1. A method for measuring the utilization of the load carrying capacity of a structural element of a building subject to variable action, comprising measuring of rotation angles of cross-sections of the structural element, wherein the rotation is caused by said variable action, wherein the measuring of rotation angles comprises measuring a rotation angle α1 and a rotation angle α2 of the cross-sections of the structural element around an axis (Z) perpendicular to a longitudinal section of the structural element at two points (A, B) of the structural element located symmetrically relative to a transverse axis of symmetry, and subsequently using a greater of a measured value of the angle α1 and a measured value of the angle α2 as a measure of utilization of the load carrying capacity of the structural element.

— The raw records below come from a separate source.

//! Remote inference through an OpenAI-compatible chat completions API.
//!
//! Works with OpenAI, Groq and Together.ai; the provider only changes the
//! base URL, default model and key env var (see `RemoteProvider`).
//!
//! 429 responses are retried with the server's Retry-After (or exponential
//! backoff) up to `MAX_RETRIES` times, then surface as `RateLimited`.

use std::time::Duration;

use async_trait::async_trait;
use reqwest::header::RETRY_AFTER;
use reqwest::{Client, StatusCode};
use serde::{Deserialize, Serialize};
use tracing::{debug, warn};

use super::backend::{
    BackendError, BackendKind, CapabilityError, CapabilityState, InferenceBackend,
    InferenceSession, SessionBox,
};
use super::config::LlmConfig;

/// Maximum retry attempts on rate limit errors.
const MAX_RETRIES: u32 = 2;

/// Base delay for exponential backoff when no Retry-After is sent.
const BACKOFF_BASE_MS: u64 = 1000;

/// Upper bound on any single rate-limit wait.
const MAX_WAIT_SECS: u64 = 60;

#[derive(Debug, Serialize)]
struct ChatRequest<'a> {
    model: &'a str,
    messages: Vec<ChatMessage<'a>>,
    max_tokens: u32,
    temperature: f32,
}

#[derive(Debug, Serialize)]
struct ChatMessage<'a> {
    role: &'a str,
    content: &'a str,
}

#[derive(Debug, Deserialize)]
struct ChatResponse {
    choices: Option<Vec<ChatChoice>>,
    error: Option<ApiError>,
}

#[derive(Debug, Deserialize)]
struct ChatChoice {
    message: ChatResponseMessage,
}

#[derive(Debug, Deserialize)]
struct ChatResponseMessage {
    content: Option<String>,
}

#[derive(Debug, Deserialize)]
struct ApiError {
    message: String,
}

/// Delay for a Retry-After header given in seconds.
fn parse_retry_after(value: Option<&str>) -> Option<Duration> {
    value
        .and_then(|v| v.trim().parse::<u64>().ok())
        .map(|secs| Duration::from_secs(secs.min(MAX_WAIT_SECS)))
}

fn backoff_delay(attempt: u32) -> Duration {
    let ms = BACKOFF_BASE_MS.saturating_mul(1 << attempt.min(6));
    Duration::from_millis(ms.min(MAX_WAIT_SECS * 1000))
}

/// Pull the completion text out of a decoded response.
fn completion_text(response: ChatResponse) -> Result<String, BackendError> {
    if let Some(error) = response.error {
        return Err(BackendError::Api(error.message));
    }
    response
        .choices
        .and_then(|c| c.into_iter().next())
        .and_then(|c| c.message.content)
        .ok_or_else(|| BackendError::InvalidResponse("response contained no choices".to_string()))
}

/// OpenAI-compatible remote engine.
pub struct OpenAiBackend {
    client: Client,
    provider_name: &'static str,
    url: String,
    model: String,
    api_key: Option<String>,
    max_tokens: u32,
    temperature: f32,
    hint: String,
}

impl OpenAiBackend {
    pub fn new(config: &LlmConfig) -> Result<Self, BackendError> {
        let client = Client::builder()
            .timeout(config.request_timeout())
            .build()
            .map_err(|e| BackendError::Connection(format!("Failed to create HTTP client: {}", e)))?;

        Ok(Self {
            client,
            provider_name: config.device.remote_provider.name(),
            url: format!(
                "{}/v1/chat/completions",
                config.device.remote_endpoint.trim_end_matches('/')
            ),
            model: config.device.remote_model.clone(),
            api_key: config.device.api_key.clone(),
            max_tokens: config.app.max_tokens,
            temperature: config.app.temperature,
            hint: config.remote_hint(),
        })
    }

    pub fn model(&self) -> &str {
        &self.model
    }

    pub fn url(&self) -> &str {
        &self.url
    }
}

#[async_trait]
impl InferenceBackend for OpenAiBackend {
    fn kind(&self) -> BackendKind {
        BackendKind::Remote
    }

    fn name(&self) -> &str {
        self.provider_name
    }

    async fn probe(&self) -> Result<CapabilityState, CapabilityError> {
        Ok(if self.api_key.is_some() {
            CapabilityState::Available
        } else {
            CapabilityState::Unavailable
        })
    }

    async fn create_session(
        &self,
        system_instruction: Option<&str>,
    ) -> Result<SessionBox, BackendError> {
        let Some(api_key) = self.api_key.clone() else {
            return Err(BackendError::NotReady {
                state: CapabilityState::Unavailable,
                hint: self.availability_hint(),
            });
        };

        Ok(Box::new(ChatSession {
            client: self.client.clone(),
            provider_name: self.provider_name,
            url: self.url.clone(),
            model: self.model.clone(),
            api_key,
            system: system_instruction.map(str::to_string),
            max_tokens: self.max_tokens,
            temperature: self.temperature,
            released: false,
        }))
    }

    fn availability_hint(&self) -> String {
        self.hint.clone()
    }
}

struct ChatSession {
    client: Client,
    provider_name: &'static str,
    url: String,
    model: String,
    api_key: String,
    system: Option<String>,
    max_tokens: u32,
    temperature: f32,
    released: bool,
}

impl ChatSession {
    fn request<'a>(&'a self, text: &'a str) -> ChatRequest<'a> {
        let mut messages = Vec::with_capacity(2);
        if let Some(system) = self.system.as_deref() {
            messages.push(ChatMessage {
                role: "system",
                content: system,
            });
        }
        messages.push(ChatMessage {
            role: "user",
            content: text,
        });
        ChatRequest {
            model: &self.model,
            messages,
            max_tokens: self.max_tokens,
            temperature: self.temperature,
        }
    }
}

#[async_trait]
impl InferenceSession for ChatSession {
    async fn prompt(&mut self, text: &str) -> Result<String, BackendError> {
        if self.released {
            return Err(BackendError::Released);
        }

        let request = self.request(text);
        debug!(
            "Sending {} chars to {} ({})",
            text.len(),
            self.provider_name,
            self.model
        );

        let mut attempt = 0;
        loop {
            let response = self
                .client
                .post(&self.url)
                .bearer_auth(&self.api_key)
                .json(&request)
                .send()
                .await
                .map_err(|e| BackendError::Connection(e.to_string()))?;

            if response.status() == StatusCode::TOO_MANY_REQUESTS {
                let retry_after = response
                    .headers()
                    .get(RETRY_AFTER)
                    .and_then(|v| v.to_str().ok());
                let wait = parse_retry_after(retry_after);

                if attempt >= MAX_RETRIES {
                    return Err(BackendError::RateLimited {
                        retry_after_secs: wait.map(|d| d.as_secs()),
                    });
                }

                let wait = wait.unwrap_or_else(|| backoff_delay(attempt));
                warn!(
                    "{} rate limited (attempt {}), waiting {:?}",
                    self.provider_name,
                    attempt + 1,
                    wait
                );
                tokio::time::sleep(wait).await;
                attempt += 1;
                continue;
            }

            if !response.status().is_success() {
                let status = response.status();
                let body = response.text().await.unwrap_or_default();
                return Err(BackendError::Api(format!(
                    "{} API error ({}): {}",
                    self.provider_name, status, body
                )));
            }

            let chat: ChatResponse = response
                .json()
                .await
                .map_err(|e| BackendError::InvalidResponse(e.to_string()))?;

            return completion_text(chat);
        }
    }

    fn release(&mut self) {
        self.released = true;
        self.system = None;
    }
}

#[cfg(test)]
mod tests {
    use super::*;
    use crate::llm::config::{LlmAppConfig, LlmDeviceConfig, RemoteProvider};

    fn config(api_key: Option<&str>) -> LlmConfig {
        let mut device = LlmDeviceConfig::from_lookup(|_| None);
        device.remote_provider = RemoteProvider::Groq;
        device.remote_endpoint = "https://api.groq.com/openai/".to_string();
        device.remote_model = "llama-3.3-70b-versatile".to_string();
        device.api_key = api_key.map(str::to_string);
        LlmConfig::new(LlmAppConfig::default(), device)
    }

    #[test]
    fn test_url_joins_endpoint() {
        let backend = OpenAiBackend::new(&config(None)).unwrap();
        assert_eq!(
            backend.url(),
            "https://api.groq.com/openai/v1/chat/completions"
        );
        assert_eq!(backend.name(), "Groq");
    }

    #[tokio::test]
    async fn test_probe_follows_api_key() {
        let without = OpenAiBackend::new(&config(None)).unwrap();
        assert_eq!(without.probe().await.unwrap(), CapabilityState::Unavailable);
        assert!(matches!(
            without.create_session(None).await,
            Err(BackendError::NotReady { .. })
        ));
        assert!(without.availability_hint().contains("GROQ_API_KEY"));

        let with = OpenAiBackend::new(&config(Some("gsk_test"))).unwrap();
        assert_eq!(with.probe().await.unwrap(), CapabilityState::Available);
        assert!(with.create_session(Some("sys")).await.is_ok());
    }

    #[test]
    fn test_request_includes_system_message() {
        let session = ChatSession {
            client: Client::new(),
            provider_name: "OpenAI",
            url: String::new(),
            model: "gpt-4o-mini".to_string(),
            api_key: "k".to_string(),
            system: Some("be terse".to_string()),
            max_tokens: 100,
            temperature: 0.0,
            released: false,
        };
        let json = serde_json::to_value(session.request("hello")).unwrap();
        assert_eq!(json["messages"][0]["role"], "system");
        assert_eq!(json["messages"][0]["content"], "be terse");
        assert_eq!(json["messages"][1]["role"], "user");
        assert_eq!(json["max_tokens"], 100);
    }

    #[tokio::test]
    async fn test_released_session_refuses_prompts() {
        let backend = OpenAiBackend::new(&config(Some("k"))).unwrap();
        let mut session = backend.create_session(None).await.unwrap();
        session.release();
        assert!(matches!(
            session.prompt("hi").await,
            Err(BackendError::Released)
        ));
    }

    #[test]
    fn test_completion_text() {
        let ok: ChatResponse =
            serde_json::from_str(r#"{"choices":[{"message":{"role":"assistant","content":"hi"}}]}"#)
                .unwrap();
        assert_eq!(completion_text(ok).unwrap(), "hi");

        let err: ChatResponse =
            serde_json::from_str(r#"{"error":{"message":"model not found","type":"invalid"}}"#)
                .unwrap();
        assert!(matches!(completion_text(err), Err(BackendError::Api(m)) if m == "model not found"));

        let empty: ChatResponse = serde_json::from_str(r#"{"choices":[]}"#).unwrap();
        assert!(matches!(
            completion_text(empty),
            Err(BackendError::InvalidResponse(_))
        ));
    }

    #[test]
    fn test_retry_delays() {
        assert_eq!(parse_retry_after(Some(" 7 ")), Some(Duration::from_secs(7)));
        assert_eq!(parse_retry_after(Some("soon")), None);
        assert_eq!(parse_retry_after(None), None);
        assert_eq!(backoff_delay(0), Duration::from_millis(1000));
        assert_eq!(backoff_delay(2), Duration::from_millis(4000));
    }

    #[test]
    fn test_rate_limit_waits_are_capped() {
        assert_eq!(parse_retry_after(Some("86400")), Some(Duration::from_secs(60)));
        assert_eq!(backoff_delay(6), Duration::from_secs(60));
        assert_eq!(backoff_delay(40), Duration::from_secs(60));
    }
}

2. The method according to claim 1, wherein the measuring of a rotation angle γ1 and a rotation angle γ2 of the structural element cross-sections around axes perpendicular to the cross-sections comprises also measuring at the two points (A, B) of the structural element, and subsequently using a value of angle γ1 and a value of angle γ2 as an indicator of stability loss of the structural element of the building.

3. The method according to claim 1, wherein the measuring of rotation angles is performed periodically.

4. The method according to claim 1, wherein the measuring of rotation angles is performed synchronously.

Description

BRIEF DESCRIPTION OF THE DRAWINGS

[0018] The method according to the invention is presented carried out in an embodiment in FIG. 1, which presents the load diagram of a single-span, frame-based building structural element and the measurement scheme of rotation angles, wherein Incl_1 and Incl_2 are inclinometers measuring the rotation angles α1 and α2 caused by the variable action and shown by the arrows 7 and 8, of the frame cross-sections around the axis Z perpendicular to its cross-section, in two points A and B of the frame, positioned symmetrically relative to its transverse axis of symmetry 6. In a preferable embodiment, the inclinometers Incl_1 and Incl_2 also measure the values of rotation angles γ1 and γ2 of the cross-sections of the frame around an axis perpendicular to these sections.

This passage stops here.